Hamburg. Literarische, geschichtliche und botanische Führungen, vogelkundliche und fotografische Rundgänge, Konzerte und seit Neuestem sogar ein Rundgang per App: Die genannten Beispiele sind nur eine kleine Auswahl des Kultur- und Freizeitprogramms auf dem Ohlsdorfer Friedhof. Fast täglich ist auf Europas größter Begräbnisstätte was los. Und es wird immer mehr: „Die Zahl der Rundgänge und Veranstaltungen über den Friedhof hat sich in den vergangenen zehn Jahren verzehnfacht“, sagte Lutz Rehkopf, Sprecher der Hamburger Friedhöfe. „Schätzungsweise 15.000 Menschen nehmen derzeit pro Jahr an Führungen teil.“
Einigen Friedhofbesuchern ist das deutlich zu viel geworden. Eine von ihnen ist Cora Schattauer. „Seit einiger Zeit fällt mit immer wieder mit Bestürzen auf, dass auf dem Ohlsdorfer Friedhof große Reisebusse mit Touristen angekarrt werden, die dann lachend und in Gruppen über den Friedhof geführt werden“, erzählt die 65-Jährige, die fast täglich auf den Friedhof kommt. Besonders in letzter Zeit habe sie sich immer wieder durch Lärm gestört gefühlt.
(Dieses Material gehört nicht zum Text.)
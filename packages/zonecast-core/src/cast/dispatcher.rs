//! Playback event dispatcher.
//!
//! Sits between the audio-controller event stream and the session engine.
//! Forwards now-playing and state updates, and debounces stop transitions so
//! a momentary "stopped" blip during a track change never causes a visible
//! stop-and-relaunch cycle on the receiver: only a stop state that outlives
//! the debounce window is treated as real.

use std::sync::Arc;
use std::time::Duration;

use tokio::sync::mpsc;
use tokio::time::Instant;

use super::session::SessionControl;
use super::types::{MessageKind, PlayState, PlaybackPayload};
use crate::protocol_constants::STOP_DEBOUNCE;

/// Dispatcher parameters.
#[derive(Debug, Clone)]
pub struct DispatcherConfig {
    /// How long an inactive state must persist before the cast is stopped.
    pub stop_debounce: Duration,
}

impl Default for DispatcherConfig {
    fn default() -> Self {
        Self {
            stop_debounce: STOP_DEBOUNCE,
        }
    }
}

/// Upstream playback signals, mirroring the controller's two event shapes.
#[derive(Debug, Clone)]
pub enum PlaybackSignal {
    /// Track metadata is present (or the zone is explicitly playing).
    NowPlaying(PlaybackPayload),
    /// Bare transport-state change.
    State(PlaybackPayload),
}

/// Cloneable handle feeding the dispatcher task.
#[derive(Clone)]
pub struct DispatcherHandle {
    signals: mpsc::Sender<PlaybackSignal>,
}

impl DispatcherHandle {
    /// Routes one controller playback update: payloads carrying track data,
    /// or an explicit playing state, take the now-playing path so that track
    /// changes which briefly report "stopped" still refresh the display.
    pub async fn dispatch_update(&self, payload: PlaybackPayload) {
        let signal = if payload.now_playing.is_some() || payload.is_playing() {
            PlaybackSignal::NowPlaying(payload)
        } else {
            PlaybackSignal::State(payload)
        };
        let _ = self.signals.send(signal).await;
    }

    pub async fn now_playing(&self, payload: PlaybackPayload) {
        let _ = self.signals.send(PlaybackSignal::NowPlaying(payload)).await;
    }

    pub async fn state(&self, payload: PlaybackPayload) {
        let _ = self.signals.send(PlaybackSignal::State(payload)).await;
    }
}

/// Spawns the dispatcher task and returns its handle.
pub fn spawn_dispatcher(
    config: DispatcherConfig,
    session: Arc<dyn SessionControl>,
) -> DispatcherHandle {
    let (signal_tx, signal_rx) = mpsc::channel(32);
    let dispatcher = Dispatcher {
        config,
        session,
        signals: signal_rx,
        stop_at: None,
    };
    tokio::spawn(dispatcher.run());
    DispatcherHandle { signals: signal_tx }
}

struct Dispatcher {
    config: DispatcherConfig,
    session: Arc<dyn SessionControl>,
    signals: mpsc::Receiver<PlaybackSignal>,
    /// The single debounced stop decision; at most one may be pending.
    stop_at: Option<Instant>,
}

impl Dispatcher {
    async fn run(mut self) {
        loop {
            tokio::select! {
                signal = self.signals.recv() => match signal {
                    Some(signal) => self.handle_signal(signal).await,
                    None => break,
                },
                _ = sleep_until_opt(self.stop_at) => self.fire_stop().await,
            }
        }
    }

    async fn handle_signal(&mut self, signal: PlaybackSignal) {
        match signal {
            PlaybackSignal::NowPlaying(payload) => {
                self.cancel_stop("now-playing data received");
                if let Some(state) = payload.state {
                    // Forward only genuinely playing / transitional /
                    // stopped-with-data states.
                    if !matches!(
                        state,
                        PlayState::Playing | PlayState::Loading | PlayState::Stopped
                    ) {
                        log::debug!("[Dispatch] skipping NOW_PLAYING while state is {:?}", state);
                        return;
                    }
                }
                self.forward(MessageKind::NowPlaying, payload).await;
            }
            PlaybackSignal::State(payload) => {
                let playing = payload.is_playing();
                let transitioning =
                    payload.state == Some(PlayState::Loading) || payload.state.is_none();
                if playing || transitioning {
                    self.cancel_stop("playback active or transitioning");
                    self.forward(MessageKind::State, payload).await;
                    return;
                }
                if self.stop_at.is_some() {
                    log::debug!("[Dispatch] stop already scheduled, dropping state event");
                    return;
                }
                log::info!(
                    "[Dispatch] scheduling cast stop in {:?} (state {:?})",
                    self.config.stop_debounce,
                    payload.state
                );
                self.stop_at = Some(Instant::now() + self.config.stop_debounce);
            }
        }
    }

    async fn forward(&self, kind: MessageKind, payload: PlaybackPayload) {
        if let Err(err) = self.session.ensure_launched().await {
            log::warn!("[Dispatch] application not available: {}", err);
            return;
        }
        if let Err(err) = self.session.send(kind, payload).await {
            // The session engine classifies and recovers on its own.
            log::warn!("[Dispatch] send failed: {}", err);
        }
    }

    fn cancel_stop(&mut self, reason: &str) {
        if self.stop_at.take().is_some() {
            log::info!("[Dispatch] cancelling pending stop: {}", reason);
        }
    }

    async fn fire_stop(&mut self) {
        self.stop_at = None;
        log::info!("[Dispatch] executing delayed stop");
        self.session.stop_app().await;
    }
}

async fn sleep_until_opt(deadline: Option<Instant>) {
    match deadline {
        Some(at) => tokio::time::sleep_until(at).await,
        None => std::future::pending().await,
    }
}

#[cfg(test)]
mod tests {
    use super::*;
    use crate::cast::CastError;
    use async_trait::async_trait;
    use parking_lot::Mutex;

    #[derive(Debug, Clone, PartialEq)]
    enum Call {
        EnsureLaunched,
        Send(MessageKind, Option<PlayState>),
        StopApp,
    }

    #[derive(Default)]
    struct RecordingSession {
        calls: Mutex<Vec<Call>>,
    }

    impl RecordingSession {
        fn calls(&self) -> Vec<Call> {
            self.calls.lock().clone()
        }

        fn stop_count(&self) -> usize {
            self.calls()
                .iter()
                .filter(|call| **call == Call::StopApp)
                .count()
        }
    }

    #[async_trait]
    impl SessionControl for RecordingSession {
        async fn ensure_launched(&self) -> Result<(), CastError> {
            self.calls.lock().push(Call::EnsureLaunched);
            Ok(())
        }

        async fn send(
            &self,
            kind: MessageKind,
            payload: PlaybackPayload,
        ) -> Result<(), CastError> {
            self.calls.lock().push(Call::Send(kind, payload.state));
            Ok(())
        }

        async fn stop_app(&self) {
            self.calls.lock().push(Call::StopApp);
        }
    }

    fn payload(state: Option<PlayState>) -> PlaybackPayload {
        PlaybackPayload {
            zone_name: Some("Kitchen".into()),
            state,
            ..Default::default()
        }
    }

    fn with_track(state: Option<PlayState>) -> PlaybackPayload {
        PlaybackPayload {
            now_playing: Some(crate::cast::types::NowPlaying::default()),
            ..payload(state)
        }
    }

    fn spawn_test_dispatcher() -> (DispatcherHandle, Arc<RecordingSession>) {
        let session = Arc::new(RecordingSession::default());
        let handle = spawn_dispatcher(DispatcherConfig::default(), session.clone());
        (handle, session)
    }

    /// Parks until the dispatcher has drained its queue.
    async fn settle() {
        tokio::time::sleep(Duration::from_millis(1)).await;
    }

    #[tokio::test(start_paused = true)]
    async fn now_playing_is_launched_then_sent() {
        let (handle, session) = spawn_test_dispatcher();
        handle
            .now_playing(with_track(Some(PlayState::Playing)))
            .await;
        settle().await;
        assert_eq!(
            session.calls(),
            vec![
                Call::EnsureLaunched,
                Call::Send(MessageKind::NowPlaying, Some(PlayState::Playing))
            ]
        );
    }

    #[tokio::test(start_paused = true)]
    async fn stopped_now_playing_with_metadata_is_still_forwarded() {
        let (handle, session) = spawn_test_dispatcher();
        handle
            .now_playing(with_track(Some(PlayState::Stopped)))
            .await;
        settle().await;
        assert_eq!(
            session.calls(),
            vec![
                Call::EnsureLaunched,
                Call::Send(MessageKind::NowPlaying, Some(PlayState::Stopped))
            ]
        );
    }

    #[tokio::test(start_paused = true)]
    async fn paused_now_playing_is_skipped() {
        let (handle, session) = spawn_test_dispatcher();
        handle.now_playing(with_track(Some(PlayState::Paused))).await;
        settle().await;
        assert!(session.calls().is_empty());
    }

    #[tokio::test(start_paused = true)]
    async fn inactive_state_schedules_exactly_one_debounced_stop() {
        let (handle, session) = spawn_test_dispatcher();
        handle.state(payload(Some(PlayState::Paused))).await;
        settle().await;
        assert!(session.calls().is_empty());

        // A second inactive event inside the window is dropped; the stop
        // still fires at the first event's deadline.
        tokio::time::sleep(Duration::from_millis(500)).await;
        handle.state(payload(Some(PlayState::Paused))).await;
        tokio::time::sleep(Duration::from_millis(1400)).await;
        assert_eq!(session.stop_count(), 0);

        tokio::time::sleep(Duration::from_millis(200)).await;
        assert_eq!(session.stop_count(), 1);

        // Nothing further fires once the timer is spent.
        tokio::time::sleep(Duration::from_secs(5)).await;
        assert_eq!(session.stop_count(), 1);
    }

    #[tokio::test(start_paused = true)]
    async fn playing_event_cancels_pending_stop() {
        let (handle, session) = spawn_test_dispatcher();
        handle.state(payload(Some(PlayState::Paused))).await;
        settle().await;

        tokio::time::sleep(Duration::from_millis(500)).await;
        handle.state(payload(Some(PlayState::Playing))).await;
        tokio::time::sleep(Duration::from_secs(10)).await;

        assert_eq!(session.stop_count(), 0);
        assert!(session
            .calls()
            .contains(&Call::Send(MessageKind::State, Some(PlayState::Playing))));
    }

    #[tokio::test(start_paused = true)]
    async fn now_playing_event_cancels_pending_stop() {
        let (handle, session) = spawn_test_dispatcher();
        handle.state(payload(Some(PlayState::Paused))).await;
        settle().await;

        handle
            .now_playing(with_track(Some(PlayState::Playing)))
            .await;
        tokio::time::sleep(Duration::from_secs(10)).await;
        assert_eq!(session.stop_count(), 0);
    }

    #[tokio::test(start_paused = true)]
    async fn transitioning_state_is_forwarded_not_debounced() {
        let (handle, session) = spawn_test_dispatcher();
        handle.state(payload(Some(PlayState::Loading))).await;
        handle.state(payload(None)).await;
        settle().await;
        assert_eq!(
            session.calls(),
            vec![
                Call::EnsureLaunched,
                Call::Send(MessageKind::State, Some(PlayState::Loading)),
                Call::EnsureLaunched,
                Call::Send(MessageKind::State, None)
            ]
        );
    }

    #[tokio::test(start_paused = true)]
    async fn dispatch_update_routes_by_track_presence() {
        let (handle, session) = spawn_test_dispatcher();
        // Track metadata present, state stopped: still the now-playing path.
        handle
            .dispatch_update(with_track(Some(PlayState::Stopped)))
            .await;
        // Bare stopped state without metadata: the state path (debounce).
        handle.dispatch_update(payload(Some(PlayState::Stopped))).await;
        settle().await;
        assert_eq!(
            session.calls(),
            vec![
                Call::EnsureLaunched,
                Call::Send(MessageKind::NowPlaying, Some(PlayState::Stopped))
            ]
        );
        tokio::time::sleep(Duration::from_secs(3)).await;
        assert_eq!(session.stop_count(), 1);
    }
}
Wie neulich, als eine laut schwatzende Touristengruppe direkt an einer Trauerfeier vorbeigeführt worden sei. „Ich finde es absolut geschmacklos, einen Friedhof so als Touristenattraktion zu vermarkten“, sagt Schattauer. Bereits mehrfach sei sie schon von anderen Besuchern angesprochen worden, die sich ebenfalls gestört fühlen. Sie finden: „Der Friedhof ist vor allen Dingen ein Ort der Ruhe.“
Bei der Friedhofsleitung kann man sich die genannten Zwischenfälle nicht erklären. „Das müssen absolute Ausnahmen gewesen sein“, sagt Lutz Rehkopf. „Bei Rundgängen, die bei uns angemeldet sind, werden die Führer dazu angehalten, Trauerzüge zu respektieren und Abstand zu halten.“ Bestattungen hätten selbstverständlich immer Vorrang.
Jedoch sei es so, dass es keine Anmeldepflicht gebe. Einige Gruppen, etwa Schülergruppen, kämen ohne vorherige Ankündigung auf den Friedhof. Und laut Rehkopf sei daran auch nichts zu ändern – schließlich handle es sich um einen öffentlichen Raum. „Wer sich gestört fühlt, sollte sich am besten vor Ort an Mitarbeiter des Friedhofs wenden, die sich dann selbstverständlich sofort kümmern.“ Allerdings hätte es in den vergangenen Jahren keine derartigen Beschwerden gegeben.
Grundsätzlich halte man die Führungen für wichtig und richtig. „Wir freuen uns, dass das Interesse so groß ist, da Menschen so auf eine positive Weise an den Friedhof herangeführt werden, bevor sie sich mit dem Thema Bestattungen beschäftigen müssen“, so Rehkopf.